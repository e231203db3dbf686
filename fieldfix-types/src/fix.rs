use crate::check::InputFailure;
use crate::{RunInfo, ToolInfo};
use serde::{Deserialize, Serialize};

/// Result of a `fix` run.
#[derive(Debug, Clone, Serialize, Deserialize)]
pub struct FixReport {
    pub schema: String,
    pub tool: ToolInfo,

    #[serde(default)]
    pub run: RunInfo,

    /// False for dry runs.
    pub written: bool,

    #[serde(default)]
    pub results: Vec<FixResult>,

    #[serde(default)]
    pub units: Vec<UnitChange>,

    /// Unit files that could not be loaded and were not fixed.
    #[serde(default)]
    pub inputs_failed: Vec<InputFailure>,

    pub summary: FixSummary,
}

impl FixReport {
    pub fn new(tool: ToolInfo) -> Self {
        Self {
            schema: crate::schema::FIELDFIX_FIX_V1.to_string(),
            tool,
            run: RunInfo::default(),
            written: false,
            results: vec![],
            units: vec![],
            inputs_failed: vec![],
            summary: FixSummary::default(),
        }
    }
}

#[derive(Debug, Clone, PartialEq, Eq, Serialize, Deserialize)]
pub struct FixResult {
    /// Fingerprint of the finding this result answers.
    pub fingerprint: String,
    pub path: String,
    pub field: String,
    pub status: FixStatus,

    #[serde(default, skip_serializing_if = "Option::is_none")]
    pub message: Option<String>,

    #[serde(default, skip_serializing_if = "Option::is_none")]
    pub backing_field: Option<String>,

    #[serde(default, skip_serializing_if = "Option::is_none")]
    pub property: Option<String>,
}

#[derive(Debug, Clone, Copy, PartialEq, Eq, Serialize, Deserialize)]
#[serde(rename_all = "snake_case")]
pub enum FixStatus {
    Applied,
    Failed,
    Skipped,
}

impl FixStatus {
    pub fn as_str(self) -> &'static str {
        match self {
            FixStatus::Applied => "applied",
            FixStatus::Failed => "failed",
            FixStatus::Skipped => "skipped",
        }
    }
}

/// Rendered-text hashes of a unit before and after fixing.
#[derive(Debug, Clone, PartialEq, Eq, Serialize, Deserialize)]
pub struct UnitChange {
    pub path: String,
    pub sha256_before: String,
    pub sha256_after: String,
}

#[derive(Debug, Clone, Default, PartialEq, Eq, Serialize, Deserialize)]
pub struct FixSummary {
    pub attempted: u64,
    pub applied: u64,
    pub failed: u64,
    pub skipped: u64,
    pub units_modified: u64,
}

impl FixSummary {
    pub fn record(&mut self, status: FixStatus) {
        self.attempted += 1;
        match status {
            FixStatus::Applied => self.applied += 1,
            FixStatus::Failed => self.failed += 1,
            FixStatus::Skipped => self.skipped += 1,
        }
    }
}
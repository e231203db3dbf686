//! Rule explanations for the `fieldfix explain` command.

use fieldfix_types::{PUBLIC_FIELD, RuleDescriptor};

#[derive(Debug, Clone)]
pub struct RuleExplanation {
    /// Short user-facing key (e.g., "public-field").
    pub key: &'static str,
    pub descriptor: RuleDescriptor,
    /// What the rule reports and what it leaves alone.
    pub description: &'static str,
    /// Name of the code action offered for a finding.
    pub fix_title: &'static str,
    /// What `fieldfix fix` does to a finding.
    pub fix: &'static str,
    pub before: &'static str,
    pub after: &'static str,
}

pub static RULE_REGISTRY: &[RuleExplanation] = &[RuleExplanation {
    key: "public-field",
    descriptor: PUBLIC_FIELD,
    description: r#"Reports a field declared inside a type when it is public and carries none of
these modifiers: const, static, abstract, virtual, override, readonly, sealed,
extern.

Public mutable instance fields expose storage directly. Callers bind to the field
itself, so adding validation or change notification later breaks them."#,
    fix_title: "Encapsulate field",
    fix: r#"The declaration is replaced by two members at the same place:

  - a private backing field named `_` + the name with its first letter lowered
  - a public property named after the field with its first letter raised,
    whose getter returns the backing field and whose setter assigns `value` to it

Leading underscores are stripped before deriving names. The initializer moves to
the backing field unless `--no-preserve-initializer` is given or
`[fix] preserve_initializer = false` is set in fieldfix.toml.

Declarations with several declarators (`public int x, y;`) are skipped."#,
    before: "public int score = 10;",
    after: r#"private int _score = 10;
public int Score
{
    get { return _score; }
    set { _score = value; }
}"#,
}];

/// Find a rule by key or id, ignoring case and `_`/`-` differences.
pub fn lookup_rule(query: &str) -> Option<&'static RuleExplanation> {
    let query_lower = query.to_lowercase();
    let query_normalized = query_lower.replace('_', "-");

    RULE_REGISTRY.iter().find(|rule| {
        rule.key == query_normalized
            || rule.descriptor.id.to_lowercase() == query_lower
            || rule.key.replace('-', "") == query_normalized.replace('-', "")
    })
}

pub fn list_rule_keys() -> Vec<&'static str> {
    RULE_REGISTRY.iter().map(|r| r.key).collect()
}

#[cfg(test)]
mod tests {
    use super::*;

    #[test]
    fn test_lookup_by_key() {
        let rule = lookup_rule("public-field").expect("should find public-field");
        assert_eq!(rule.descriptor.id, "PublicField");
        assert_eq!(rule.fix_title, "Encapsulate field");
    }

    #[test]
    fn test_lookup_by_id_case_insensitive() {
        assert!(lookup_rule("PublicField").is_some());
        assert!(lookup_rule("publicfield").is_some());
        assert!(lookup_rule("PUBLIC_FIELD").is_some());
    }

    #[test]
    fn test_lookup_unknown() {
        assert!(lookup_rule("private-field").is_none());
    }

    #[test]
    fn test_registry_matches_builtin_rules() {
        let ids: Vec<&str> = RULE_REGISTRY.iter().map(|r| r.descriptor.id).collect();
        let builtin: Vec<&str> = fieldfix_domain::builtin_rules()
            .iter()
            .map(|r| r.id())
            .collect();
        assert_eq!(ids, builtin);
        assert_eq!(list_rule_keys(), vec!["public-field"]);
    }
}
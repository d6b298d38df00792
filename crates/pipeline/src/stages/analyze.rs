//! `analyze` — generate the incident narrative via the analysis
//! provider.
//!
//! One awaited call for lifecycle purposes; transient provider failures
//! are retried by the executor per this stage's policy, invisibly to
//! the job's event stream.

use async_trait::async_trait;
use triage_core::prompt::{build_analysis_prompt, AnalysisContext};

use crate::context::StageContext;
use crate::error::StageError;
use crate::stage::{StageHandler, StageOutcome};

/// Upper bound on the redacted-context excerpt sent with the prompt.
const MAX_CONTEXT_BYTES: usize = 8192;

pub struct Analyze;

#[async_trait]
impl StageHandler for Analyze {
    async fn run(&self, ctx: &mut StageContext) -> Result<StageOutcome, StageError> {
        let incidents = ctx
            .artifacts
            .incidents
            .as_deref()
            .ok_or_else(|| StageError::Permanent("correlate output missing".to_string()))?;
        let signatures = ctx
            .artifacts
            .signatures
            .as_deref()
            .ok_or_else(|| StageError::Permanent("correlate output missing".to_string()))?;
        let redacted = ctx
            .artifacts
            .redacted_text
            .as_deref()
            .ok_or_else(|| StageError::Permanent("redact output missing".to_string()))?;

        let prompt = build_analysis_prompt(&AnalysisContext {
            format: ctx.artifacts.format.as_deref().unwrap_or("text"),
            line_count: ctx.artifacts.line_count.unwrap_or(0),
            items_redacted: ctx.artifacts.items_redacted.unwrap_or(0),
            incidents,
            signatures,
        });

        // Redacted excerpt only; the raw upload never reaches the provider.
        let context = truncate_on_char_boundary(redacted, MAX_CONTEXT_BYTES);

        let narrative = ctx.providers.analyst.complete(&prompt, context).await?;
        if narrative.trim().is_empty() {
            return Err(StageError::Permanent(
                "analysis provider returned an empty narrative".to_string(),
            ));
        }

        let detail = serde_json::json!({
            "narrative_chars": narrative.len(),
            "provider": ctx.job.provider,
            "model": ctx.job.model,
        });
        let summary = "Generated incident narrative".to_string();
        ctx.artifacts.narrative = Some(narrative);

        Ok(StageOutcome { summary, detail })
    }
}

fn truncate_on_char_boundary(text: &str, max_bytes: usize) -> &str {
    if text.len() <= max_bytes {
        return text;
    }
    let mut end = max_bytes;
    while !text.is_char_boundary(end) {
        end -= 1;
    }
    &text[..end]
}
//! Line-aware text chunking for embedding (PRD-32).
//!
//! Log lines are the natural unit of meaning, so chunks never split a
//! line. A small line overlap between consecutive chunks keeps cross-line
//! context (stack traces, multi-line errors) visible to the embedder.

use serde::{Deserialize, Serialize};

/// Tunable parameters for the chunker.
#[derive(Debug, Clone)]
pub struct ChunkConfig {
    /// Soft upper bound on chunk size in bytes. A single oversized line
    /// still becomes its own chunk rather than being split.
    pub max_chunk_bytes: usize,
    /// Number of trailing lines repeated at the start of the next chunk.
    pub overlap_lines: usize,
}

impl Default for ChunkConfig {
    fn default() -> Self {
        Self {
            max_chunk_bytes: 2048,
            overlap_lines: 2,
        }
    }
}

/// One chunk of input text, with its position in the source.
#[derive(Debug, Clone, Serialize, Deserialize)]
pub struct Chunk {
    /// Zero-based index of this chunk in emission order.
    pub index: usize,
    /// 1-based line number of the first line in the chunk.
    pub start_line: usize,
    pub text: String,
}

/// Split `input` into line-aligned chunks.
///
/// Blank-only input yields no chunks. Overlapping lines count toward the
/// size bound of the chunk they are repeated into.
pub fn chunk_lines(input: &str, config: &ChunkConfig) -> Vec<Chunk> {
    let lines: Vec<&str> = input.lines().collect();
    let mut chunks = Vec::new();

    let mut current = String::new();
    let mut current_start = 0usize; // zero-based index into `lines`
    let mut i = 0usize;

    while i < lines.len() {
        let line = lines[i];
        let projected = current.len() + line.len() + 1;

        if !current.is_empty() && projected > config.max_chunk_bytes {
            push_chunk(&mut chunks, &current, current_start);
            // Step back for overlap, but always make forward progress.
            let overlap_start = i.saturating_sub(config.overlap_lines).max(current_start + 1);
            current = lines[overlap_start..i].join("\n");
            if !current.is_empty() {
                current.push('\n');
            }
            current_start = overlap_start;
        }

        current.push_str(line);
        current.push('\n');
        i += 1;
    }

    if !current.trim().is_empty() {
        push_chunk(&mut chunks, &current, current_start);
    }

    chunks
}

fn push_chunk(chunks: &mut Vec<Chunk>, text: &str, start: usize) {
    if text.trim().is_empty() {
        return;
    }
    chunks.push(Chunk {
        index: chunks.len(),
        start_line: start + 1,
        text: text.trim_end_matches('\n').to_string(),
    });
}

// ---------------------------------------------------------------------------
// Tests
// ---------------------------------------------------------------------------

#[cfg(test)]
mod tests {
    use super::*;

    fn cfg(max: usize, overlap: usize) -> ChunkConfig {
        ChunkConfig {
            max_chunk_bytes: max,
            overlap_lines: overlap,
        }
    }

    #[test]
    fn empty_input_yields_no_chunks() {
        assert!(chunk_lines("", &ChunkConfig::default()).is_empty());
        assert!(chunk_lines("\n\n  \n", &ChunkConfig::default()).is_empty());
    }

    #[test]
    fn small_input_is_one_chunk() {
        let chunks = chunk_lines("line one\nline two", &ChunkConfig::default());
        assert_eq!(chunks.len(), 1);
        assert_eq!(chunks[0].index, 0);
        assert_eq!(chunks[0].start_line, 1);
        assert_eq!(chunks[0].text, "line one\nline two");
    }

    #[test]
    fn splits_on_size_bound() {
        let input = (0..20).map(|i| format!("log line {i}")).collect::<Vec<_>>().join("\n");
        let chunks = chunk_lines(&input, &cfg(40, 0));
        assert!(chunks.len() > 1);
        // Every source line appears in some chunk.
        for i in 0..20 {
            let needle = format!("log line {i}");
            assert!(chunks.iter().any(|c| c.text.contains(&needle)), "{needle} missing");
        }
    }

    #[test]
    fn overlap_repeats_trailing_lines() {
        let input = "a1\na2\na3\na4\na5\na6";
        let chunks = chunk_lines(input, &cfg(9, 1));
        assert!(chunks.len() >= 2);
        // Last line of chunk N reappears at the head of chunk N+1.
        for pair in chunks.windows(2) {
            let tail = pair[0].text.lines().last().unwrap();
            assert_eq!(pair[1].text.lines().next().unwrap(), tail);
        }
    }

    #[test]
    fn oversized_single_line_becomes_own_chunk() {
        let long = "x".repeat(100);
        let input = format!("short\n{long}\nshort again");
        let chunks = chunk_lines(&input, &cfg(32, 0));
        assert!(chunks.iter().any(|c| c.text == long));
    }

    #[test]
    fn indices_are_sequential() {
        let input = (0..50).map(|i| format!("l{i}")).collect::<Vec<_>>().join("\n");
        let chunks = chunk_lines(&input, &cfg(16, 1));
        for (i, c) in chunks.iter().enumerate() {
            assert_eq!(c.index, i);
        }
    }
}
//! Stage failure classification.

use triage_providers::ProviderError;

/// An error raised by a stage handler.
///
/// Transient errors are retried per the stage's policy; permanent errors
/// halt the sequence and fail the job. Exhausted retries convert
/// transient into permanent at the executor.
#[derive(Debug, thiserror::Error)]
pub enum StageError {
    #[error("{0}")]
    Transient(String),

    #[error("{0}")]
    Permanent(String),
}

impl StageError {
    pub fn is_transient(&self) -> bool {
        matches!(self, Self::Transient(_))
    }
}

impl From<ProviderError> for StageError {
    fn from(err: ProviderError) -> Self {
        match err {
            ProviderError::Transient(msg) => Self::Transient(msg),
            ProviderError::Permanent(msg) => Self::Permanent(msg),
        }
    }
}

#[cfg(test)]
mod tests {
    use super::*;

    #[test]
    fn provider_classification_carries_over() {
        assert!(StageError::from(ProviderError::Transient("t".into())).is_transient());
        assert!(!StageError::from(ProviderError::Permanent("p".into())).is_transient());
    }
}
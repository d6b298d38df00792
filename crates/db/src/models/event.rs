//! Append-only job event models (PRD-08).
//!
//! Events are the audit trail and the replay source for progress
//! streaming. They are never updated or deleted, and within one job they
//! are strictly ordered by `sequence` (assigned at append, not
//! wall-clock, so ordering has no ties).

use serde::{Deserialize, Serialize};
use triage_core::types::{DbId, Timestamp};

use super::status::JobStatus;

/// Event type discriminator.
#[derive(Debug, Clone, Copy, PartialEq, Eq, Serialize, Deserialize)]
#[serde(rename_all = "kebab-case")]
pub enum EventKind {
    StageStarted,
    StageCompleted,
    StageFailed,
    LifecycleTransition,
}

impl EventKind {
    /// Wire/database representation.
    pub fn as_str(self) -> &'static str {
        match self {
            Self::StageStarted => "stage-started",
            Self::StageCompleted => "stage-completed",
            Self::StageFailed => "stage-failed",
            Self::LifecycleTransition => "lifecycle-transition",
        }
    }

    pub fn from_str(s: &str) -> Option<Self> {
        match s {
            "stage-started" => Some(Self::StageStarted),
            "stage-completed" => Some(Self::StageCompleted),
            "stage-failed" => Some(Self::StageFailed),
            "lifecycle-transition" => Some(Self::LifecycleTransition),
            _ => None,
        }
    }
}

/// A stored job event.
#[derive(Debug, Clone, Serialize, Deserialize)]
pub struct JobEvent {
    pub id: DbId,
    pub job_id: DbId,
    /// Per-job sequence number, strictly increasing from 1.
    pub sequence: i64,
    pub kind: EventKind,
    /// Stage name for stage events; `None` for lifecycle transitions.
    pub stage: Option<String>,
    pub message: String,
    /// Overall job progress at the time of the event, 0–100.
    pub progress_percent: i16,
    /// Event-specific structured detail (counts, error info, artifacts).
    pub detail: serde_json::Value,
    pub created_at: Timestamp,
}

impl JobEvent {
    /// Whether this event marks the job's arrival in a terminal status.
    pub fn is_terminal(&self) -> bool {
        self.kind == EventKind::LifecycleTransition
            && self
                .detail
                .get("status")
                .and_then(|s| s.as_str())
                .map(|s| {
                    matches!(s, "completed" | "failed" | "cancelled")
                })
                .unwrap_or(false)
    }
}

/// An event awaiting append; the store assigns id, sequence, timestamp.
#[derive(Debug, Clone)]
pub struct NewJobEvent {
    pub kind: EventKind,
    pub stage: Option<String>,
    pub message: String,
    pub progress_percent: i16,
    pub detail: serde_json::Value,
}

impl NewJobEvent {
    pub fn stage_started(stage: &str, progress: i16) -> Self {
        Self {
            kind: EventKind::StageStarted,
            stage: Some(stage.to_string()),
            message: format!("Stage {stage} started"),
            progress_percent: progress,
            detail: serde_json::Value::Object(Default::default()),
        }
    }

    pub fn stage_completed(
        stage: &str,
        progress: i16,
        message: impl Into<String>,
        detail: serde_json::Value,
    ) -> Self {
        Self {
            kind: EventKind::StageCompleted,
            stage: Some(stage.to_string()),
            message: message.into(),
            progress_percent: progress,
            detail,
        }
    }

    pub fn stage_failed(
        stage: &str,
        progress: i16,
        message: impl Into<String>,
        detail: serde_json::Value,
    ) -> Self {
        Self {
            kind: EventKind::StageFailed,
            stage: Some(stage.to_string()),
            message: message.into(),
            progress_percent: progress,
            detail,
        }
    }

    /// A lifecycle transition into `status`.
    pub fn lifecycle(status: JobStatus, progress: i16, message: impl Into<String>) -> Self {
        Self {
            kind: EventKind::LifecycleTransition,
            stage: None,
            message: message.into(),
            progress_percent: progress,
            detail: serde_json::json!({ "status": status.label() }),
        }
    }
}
☆ ☆ ☆ ☆ ☆ ☆ ☆
**Problem details:** Your job is to copy out every line from the records above that has the word "letter".

**Answer box:**
  - a private backing field named `_` + the name with its first letter lowered
  - a public property named after the field with its first letter raised,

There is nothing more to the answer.